- _Aim of the task_
All of the data below should be written out again exactly.

***** Given entries

use rust_decimal::{Decimal, RoundingStrategy};
use std::str::FromStr;

use super::currency::get_currency;
use super::currency_matcher::CurrencyMatch;
use super::fx_errors::FxError;
use super::fx_model::{CurrencyDescriptor, RateSnapshot};

/// Re-renders matched source-currency amounts in a target currency.
///
/// Built once per conversion pass: the codes are validated against the
/// registry and the snapshot up front, so [`AmountConverter::convert`] only
/// fails on amounts it cannot parse.
pub struct AmountConverter<'a> {
    snapshot: &'a RateSnapshot,
    source_code: &'a str,
    target: &'static CurrencyDescriptor,
    decimal_places: u32,
}

impl<'a> AmountConverter<'a> {
    pub fn new(
        snapshot: &'a RateSnapshot,
        source_code: &'a str,
        target_code: &str,
        decimal_places: u32,
    ) -> Result<Self, FxError> {
        if get_currency(source_code).is_none() {
            return Err(FxError::UnsupportedCurrencyCode(format!(
                "The source currency {} is not supported",
                source_code
            )));
        }
        let target = get_currency(target_code).ok_or_else(|| {
            FxError::UnsupportedCurrencyCode(format!(
                "The target currency {} is not supported",
                target_code
            ))
        })?;
        snapshot.require_rate(source_code)?;
        snapshot.require_rate(target_code)?;

        Ok(Self {
            snapshot,
            source_code,
            target,
            decimal_places,
        })
    }

    /// Converts a raw amount and renders it after `prefix`, e.g. " $ 432".
    pub fn convert(&self, amount_text: &str, prefix: &str) -> Result<String, FxError> {
        let amount = parse_amount(amount_text)?;
        let converted = self
            .snapshot
            .convert(amount, self.source_code, &self.target.code)?;
        Ok(format!(
            "{}{}",
            prefix,
            format_money(converted, &self.target.symbol, self.decimal_places)
        ))
    }

    /// Replacement text for a matcher occurrence.
    pub fn convert_match(&self, occurrence: &CurrencyMatch<'_>) -> Result<String, FxError> {
        self.convert(occurrence.amount, occurrence.prefix)
    }

    /// Like [`convert_match`](Self::convert_match), but an amount that cannot
    /// be converted keeps its original text and the pass carries on.
    pub fn convert_match_or_keep(&self, occurrence: &CurrencyMatch<'_>) -> String {
        self.convert_match(occurrence).unwrap_or_else(|e| {
            log::warn!("Leaving \"{}\" unconverted: {}", occurrence.raw.trim_start(), e);
            occurrence.raw.to_string()
        })
    }
}

/// One-shot conversion of a single raw amount.
pub fn convert_amount_text(
    amount_text: &str,
    prefix: &str,
    source_code: &str,
    target_code: &str,
    snapshot: &RateSnapshot,
    decimal_places: u32,
) -> Result<String, FxError> {
    AmountConverter::new(snapshot, source_code, target_code, decimal_places)?
        .convert(amount_text, prefix)
}

/// Parses a displayed amount such as "8,000" or "1 500.25".
///
/// Whitespace and thousands separators are dropped, then the longest leading
/// `-?digits[.digits]` run is read; anything after it (a second period, a
/// range hyphen) is ignored.
pub fn parse_amount(text: &str) -> Result<Decimal, FxError> {
    let cleaned: String = text
        .chars()
        .filter(|c| c.is_ascii_digit() || *c == '.' || *c == '-')
        .collect();

    let bytes = cleaned.as_bytes();
    let mut end = 0;
    if bytes.first() == Some(&b'-') {
        end = 1;
    }
    let int_start = end;
    while end < bytes.len() && bytes[end].is_ascii_digit() {
        end += 1;
    }
    let mut digits = end - int_start;
    if end < bytes.len() && bytes[end] == b'.' {
        let frac_start = end + 1;
        let mut frac_end = frac_start;
        while frac_end < bytes.len() && bytes[frac_end].is_ascii_digit() {
            frac_end += 1;
        }
        if frac_end > frac_start {
            digits += frac_end - frac_start;
            end = frac_end;
        }
    }

    if digits == 0 {
        return Err(FxError::InvalidAmount(text.to_string()));
    }

    let numeric = &cleaned[..end];
    let numeric = numeric.strip_prefix('.').map_or_else(
        || numeric.to_string(),
        |rest| format!("0.{}", rest),
    );
    Decimal::from_str(&numeric).map_err(|e| FxError::InvalidAmount(format!("{}: {}", text, e)))
}

/// Formats `amount` as `"<symbol> <grouped amount>"`, rounding half away
/// from zero to `decimal_places`. Negative amounts render as `"$ -1,234"`.
pub fn format_money(amount: Decimal, symbol: &str, decimal_places: u32) -> String {
    let rounded = amount.round_dp_with_strategy(decimal_places, RoundingStrategy::MidpointAwayFromZero);
    let sign = if rounded.is_sign_negative() && !rounded.is_zero() {
        "-"
    } else {
        ""
    };

    let plain = format!("{:.*}", decimal_places as usize, rounded.abs());
    let (int_part, frac_part) = match plain.split_once('.') {
        Some((int_part, frac_part)) => (int_part, Some(frac_part)),
        None => (plain.as_str(), None),
    };

    let mut grouped = group_thousands(int_part);
    if let Some(frac) = frac_part {
        grouped.push('.');
        grouped.push_str(frac);
    }

    format!("{} {}{}", symbol, sign, grouped)
}

fn group_thousands(digits: &str) -> String {
    let len = digits.len();
    let mut out = String::with_capacity(len + len / 3);
    for (i, ch) in digits.chars().enumerate() {
        if i > 0 && (len - i) % 3 == 0 {
            out.push(',');
        }
        out.push(ch);
    }
    out
}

**********

- _Answer section_
use rust_decimal::{Decimal, RoundingStrategy};
use std::str::FromStr;

use super::currency::get_currency;
use super::currency_matcher::CurrencyMatch;
use super::fx_errors::FxError;
use super::fx_model::{CurrencyDescriptor, RateSnapshot};

/// Re-renders matched source-currency amounts in a target currency.
///
/// Built once per conversion pass: the codes are validated against the
/// registry and the snapshot up front, so [`AmountConverter::convert`] only
/// fails on amounts it cannot parse.
pub struct AmountConverter<'a> {
    snapshot: &'a RateSnapshot,
    source_code: &'a str,
    target: &'static CurrencyDescriptor,
    decimal_places: u32,
}

impl<'a> AmountConverter<'a> {
    pub fn new(
        snapshot: &'a RateSnapshot,
        source_code: &'a str,
        target_code: &str,
        decimal_places: u32,
    ) -> Result<Self, FxError> {
        if get_currency(source_code).is_none() {
            return Err(FxError::UnsupportedCurrencyCode(format!(
                "The source currency {} is not supported",
                source_code
            )));
        }
        let target = get_currency(target_code).ok_or_else(|| {
            FxError::UnsupportedCurrencyCode(format!(
                "The target currency {} is not supported",
                target_code
            ))
        })?;
        snapshot.require_rate(source_code)?;
        snapshot.require_rate(target_code)?;

        Ok(Self {
            snapshot,
            source_code,
            target,
            decimal_places,
        })
    }

    /// Converts a raw amount and renders it after `prefix`, e.g. " $ 432".
    pub fn convert(&self, amount_text: &str, prefix: &str) -> Result<String, FxError> {
        let amount = parse_amount(amount_text)?;
        let converted = self
            .snapshot
            .convert(amount, self.source_code, &self.target.code)?;
        Ok(format!(
            "{}{}",
            prefix,
            format_money(converted, &self.target.symbol, self.decimal_places)
        ))
    }

    /// Replacement text for a matcher occurrence.
    pub fn convert_match(&self, occurrence: &CurrencyMatch<'_>) -> Result<String, FxError> {
        self.convert(occurrence.amount, occurrence.prefix)
    }

    /// Like [`convert_match`](Self::convert_match), but an amount that cannot
    /// be converted keeps its original text and the pass carries on.
    pub fn convert_match_or_keep(&self, occurrence: &CurrencyMatch<'_>) -> String {
        self.convert_match(occurrence).unwrap_or_else(|e| {
            log::warn!("Leaving \"{}\" unconverted: {}", occurrence.raw.trim_start(), e);
            occurrence.raw.to_string()
        })
    }
}

/// One-shot conversion of a single raw amount.
pub fn convert_amount_text(
    amount_text: &str,
    prefix: &str,
    source_code: &str,
    target_code: &str,
    snapshot: &RateSnapshot,
    decimal_places: u32,
) -> Result<String, FxError> {
    AmountConverter::new(snapshot, source_code, target_code, decimal_places)?
        .convert(amount_text, prefix)
}

/// Parses a displayed amount such as "8,000" or "1 500.25".
///
/// Whitespace and thousands separators are dropped, then the longest leading
/// `-?digits[.digits]` run is read; anything after it (a second period, a
/// range hyphen) is ignored.
pub fn parse_amount(text: &str) -> Result<Decimal, FxError> {
    let cleaned: String = text
        .chars()
        .filter(|c| c.is_ascii_digit() || *c == '.' || *c == '-')
        .collect();

    let bytes = cleaned.as_bytes();
    let mut end = 0;
    if bytes.first() == Some(&b'-') {
        end = 1;
    }
    let int_start = end;
    while end < bytes.len() && bytes[end].is_ascii_digit() {
        end += 1;
    }
    let mut digits = end - int_start;
    if end < bytes.len() && bytes[end] == b'.' {
        let frac_start = end + 1;
        let mut frac_end = frac_start;
        while frac_end < bytes.len() && bytes[frac_end].is_ascii_digit() {
            frac_end += 1;
        }
        if frac_end > frac_start {
            digits += frac_end - frac_start;
            end = frac_end;
        }
    }

    if digits == 0 {
        return Err(FxError::InvalidAmount(text.to_string()));
    }

    let numeric = &cleaned[..end];
    let numeric = numeric.strip_prefix('.').map_or_else(
        || numeric.to_string(),
        |rest| format!("0.{}", rest),
    );
    Decimal::from_str(&numeric).map_err(|e| FxError::InvalidAmount(format!("{}: {}", text, e)))
}

/// Formats `amount` as `"<symbol> <grouped amount>"`, rounding half away
/// from zero to `decimal_places`. Negative amounts render as `"$ -1,234"`.
pub fn format_money(amount: Decimal, symbol: &str, decimal_places: u32) -> String {
    let rounded = amount.round_dp_with_strategy(decimal_places, RoundingStrategy::MidpointAwayFromZero);
    let sign = if rounded.is_sign_negative() && !rounded.is_zero() {
        "-"
    } else {
        ""
    };

    let plain = format!("{:.*}", decimal_places as usize, rounded.abs());
    let (int_part, frac_part) = match plain.split_once('.') {
        Some((int_part, frac_part)) => (int_part, Some(frac_part)),
        None => (plain.as_str(), None),
    };

    let mut grouped = group_thousands(int_part);
    if let Some(frac) = frac_part {
        grouped.push('.');
        grouped.push_str(frac);
    }

    format!("{} {}{}", symbol, sign, grouped)
}

fn group_thousands(digits: &str) -> String {
    let len = digits.len();
    let mut out = String::with_capacity(len + len / 3);
    for (i, ch) in digits.chars().enumerate() {
        if i > 0 && (len - i) % 3 == 0 {
            out.push(',');
        }
        out.push(ch);
    }
    out
}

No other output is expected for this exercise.